João Magalhães dá mesmo o exemplo do que se passava na sua discoteca do Algarve, a Bliss, onde ocorriam desacatos quase diários na zona do estacionamento. “Falámos com o presidente da Câmara e com o comandante da GNR, e a partir das quatro da manhã estavam lá sempre dois carros patrulhas até ao fim. Os problemas quase desapareceram. Por que não se faz o mesmo aqui em Lisboa? Nessa noite, se calhar, estavam dezenas de agentes envolvidos nas operações stop nas imediações da 24 de Julho. Não será possível deslocar meia dúzia de agentes para os locais de maior concentração de noctívagos? Em Madrid é o que se passa à porta das principais discotecas. Estão sempre dois carros parados, o que inibe as pessoas de arranjarem confusões. E é fácil haver confusões quando as pessoas estão alcoolizadas à espera de um táxi ou de um Uber”.
João Magalhães conta ainda que foi mesmo um caso inusitado, pois o Mome à sexta-feira costuma ser frequentado por gente mais jovem, na casa dos 18-20 anos. “Mas deixem de bater na noite, nós não vendemos leite, vendemos álcool e procuramos que no interior da discoteca não aconteçam problemas. Já no exterior deve ser a polícia a tratar do assunto. As pessoas andam muito mais irritadas, agressivas, não sei explicar porquê”.

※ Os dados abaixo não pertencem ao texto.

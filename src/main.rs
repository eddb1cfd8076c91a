//! repo-pulse CLI
//!
//! Windowed contributor interaction graphs and repository activity metrics.

use anyhow::{bail, Context, Result};
use chrono::{NaiveDate, Utc};
use clap::{Parser, Subcommand};
use repo_pulse::{
    config::{Config, EventTypes},
    core::{
        metrics::MetricSnapshot, rollup::Granularity, trend, EventCatalog, MetricName, Pipeline,
        ReportBuilder, Rollup,
    },
    sink::{stats::STATS_FILE, AggregateSink, JsonFileSink, RunStats},
    source::{ArchiveFiles, ArchiveParser, ArchiveRange, CommitLog, RawEvent, SubjectScope},
    VERSION,
};
use std::path::{Path, PathBuf};
use tracing_subscriber::EnvFilter;

#[derive(Parser)]
#[command(name = "repo-pulse")]
#[command(version = VERSION)]
#[command(about = "Windowed contributor interaction graphs and repository activity metrics", long_about = None)]
struct Cli {
    #[command(subcommand)]
    command: Commands,
}

/// Flags overriding the stored configuration.
#[derive(clap::Args, Debug, Default)]
struct Overrides {
    /// Days per window
    #[arg(long)]
    window_size: Option<u32>,

    /// Days between window starts
    #[arg(long)]
    stride: Option<u32>,

    /// How the stride is read (direct, skip_day, after_window)
    #[arg(long)]
    stride_convention: Option<String>,

    /// Whether the latest day may start a window (exclusive, inclusive)
    #[arg(long)]
    boundary: Option<String>,

    /// Emit windows that contain no events
    #[arg(long)]
    keep_empty: bool,

    /// Reference time zone (UTC, local, or an IANA name)
    #[arg(long)]
    time_zone: Option<String>,

    /// Only keep events from the last N months
    #[arg(long)]
    months: Option<u32>,

    /// Comma-separated GH Archive event types, or "all"
    #[arg(long)]
    event_types: Option<String>,

    /// Graph subjects for GH Archive input (repository, issue)
    #[arg(long)]
    scope: Option<String>,

    /// Comma-separated repositories to compute metrics for
    #[arg(long)]
    repos: Option<String>,

    /// Only compute metrics for the K most active repositories
    #[arg(long)]
    top_k: Option<usize>,

    /// Output directory
    #[arg(long, short)]
    output: Option<PathBuf>,
}

impl Overrides {
    fn apply(&self, config: &mut Config) -> Result<()> {
        if let Some(v) = self.window_size {
            config.window_size = v;
        }
        if let Some(v) = self.stride {
            config.stride = v;
        }
        if let Some(v) = &self.stride_convention {
            config.set("stride_convention", v)?;
        }
        if let Some(v) = &self.boundary {
            config.set("boundary", v)?;
        }
        if self.keep_empty {
            config.ignore_empty_windows = false;
        }
        if let Some(v) = &self.time_zone {
            config.set("time_zone", v)?;
        }
        if let Some(v) = self.months {
            config.time_budget_months = Some(v);
        }
        if let Some(v) = &self.event_types {
            config.event_types = EventTypes::from_csv(v);
        }
        if let Some(v) = &self.scope {
            config.set("subject_scope", v)?;
        }
        if let Some(v) = &self.repos {
            config.set("repositories", v)?;
        }
        if let Some(v) = self.top_k {
            config.top_k = Some(v);
        }
        if let Some(v) = &self.output {
            config.export_path = v.clone();
        }
        config.validate()?;
        Ok(())
    }
}

#[derive(Subcommand)]
enum Commands {
    /// Build interaction graphs over sliding windows
    Graph {
        /// Commit log directory (authors.json, files.json, commits.json)
        #[arg(long, conflicts_with = "archive")]
        commits: Option<PathBuf>,

        /// Hourly GH Archive files (decompressed JSON lines)
        #[arg(long, num_args = 1..)]
        archive: Vec<PathBuf>,

        /// Keep merge commits
        #[arg(long)]
        include_merge: bool,

        /// Output name (defaults to graph-<run id>)
        #[arg(long)]
        name: Option<String>,

        #[command(flatten)]
        overrides: Overrides,
    },

    /// Compute daily repository metrics from GH Archive files
    Metrics {
        /// Hourly GH Archive files
        #[arg(required = true)]
        archive: Vec<PathBuf>,

        /// Output name (defaults to metrics-<run id>)
        #[arg(long)]
        name: Option<String>,

        #[command(flatten)]
        overrides: Overrides,
    },

    /// Count events per repository and period
    Rollup {
        /// Hourly GH Archive files
        #[arg(required = true)]
        archive: Vec<PathBuf>,

        /// daily, weekly or monthly
        #[arg(long, default_value = "daily")]
        granularity: String,

        /// Only keep periods containing this text (e.g. 2020-03)
        #[arg(long = "match")]
        period: Option<String>,

        #[command(flatten)]
        overrides: Overrides,
    },

    /// Summarise one metric across repositories from a metrics export
    Trend {
        /// Metrics export written by the metrics command
        input: PathBuf,

        /// Metric name (e.g. CommitRate)
        #[arg(long)]
        metric: String,

        /// Single date (YYYY-MM-DD); every date when omitted
        #[arg(long)]
        date: Option<String>,

        /// Comma-separated repositories to include
        #[arg(long)]
        subjects: Option<String>,
    },

    /// List GH Archive hour keys for a date range
    Keys {
        /// First day (YYYY-MM-DD)
        from: NaiveDate,

        /// Last day (YYYY-MM-DD), defaults to the first
        to: Option<NaiveDate>,

        /// Print download URLs instead of keys
        #[arg(long)]
        urls: bool,
    },

    /// Show configuration and cumulative run statistics
    Status,

    /// Show or change configuration
    Config {
        #[command(subcommand)]
        action: Option<ConfigAction>,
    },
}
//! Detection records and candidate ordering.

pub(crate) mod order;
mod rect;

pub use rect::Rect;

/// A scored box in frame pixel coordinates.
#[derive(Clone, Copy, Debug, Default, PartialEq)]
pub struct Detection {
    /// Bounding box in frame pixels.
    pub bbox: Rect,
    /// Foreground confidence in [0, 1].
    pub score: f32,
}

/// Per-anchor decoder output awaiting suppression.
pub type DetectionCandidate = Detection;

impl Detection {
    /// Creates a detection from a box and a score.
    pub fn new(bbox: Rect, score: f32) -> Self {
        Self { bbox, score }
    }
}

Fuzileiros dizem que não pontapearam Fábio Esta segunda-feira, o ministro da Defesa, João Gomes Cravinho, garantiu que os factos que conduziram à morte do agente da PSP e que envolvem dois fuzileiros da Marinha “serão apurados e imputados”. Também a ministra da Administração Interna lamentou a morte, garantindo que o jovem terá “um funeral digno da vontade de paz que evidenciou”. Francisca Van Dunem mostrou-se segura de que as “autoridades competentes tudo farão no sentido do rápido esclarecimento dos factos.”
Segundo i apurou, vive-se um ambiente muito emocional quer nas forças policiais quer na Marinha, onde está em curso desde domingo um processo formal de averiguação de responsabilidade disciplinar, que vai decorrer à margem da investigação da PJ, não havendo certezas quanto ao que se terá efetivamente passado na madrugada de sábado. Há imagens que dão a entender que o agente deu um soco a um dos fuzileiros, que ripostou, mas ambos garantem que agiram em legítima defesa e que não pontapearam Fábio quando estava caído no chão e inanimado. Uma das preocupações é que não haja uma escalada para um sentimento de justiça popular enquanto decorrem as investigações.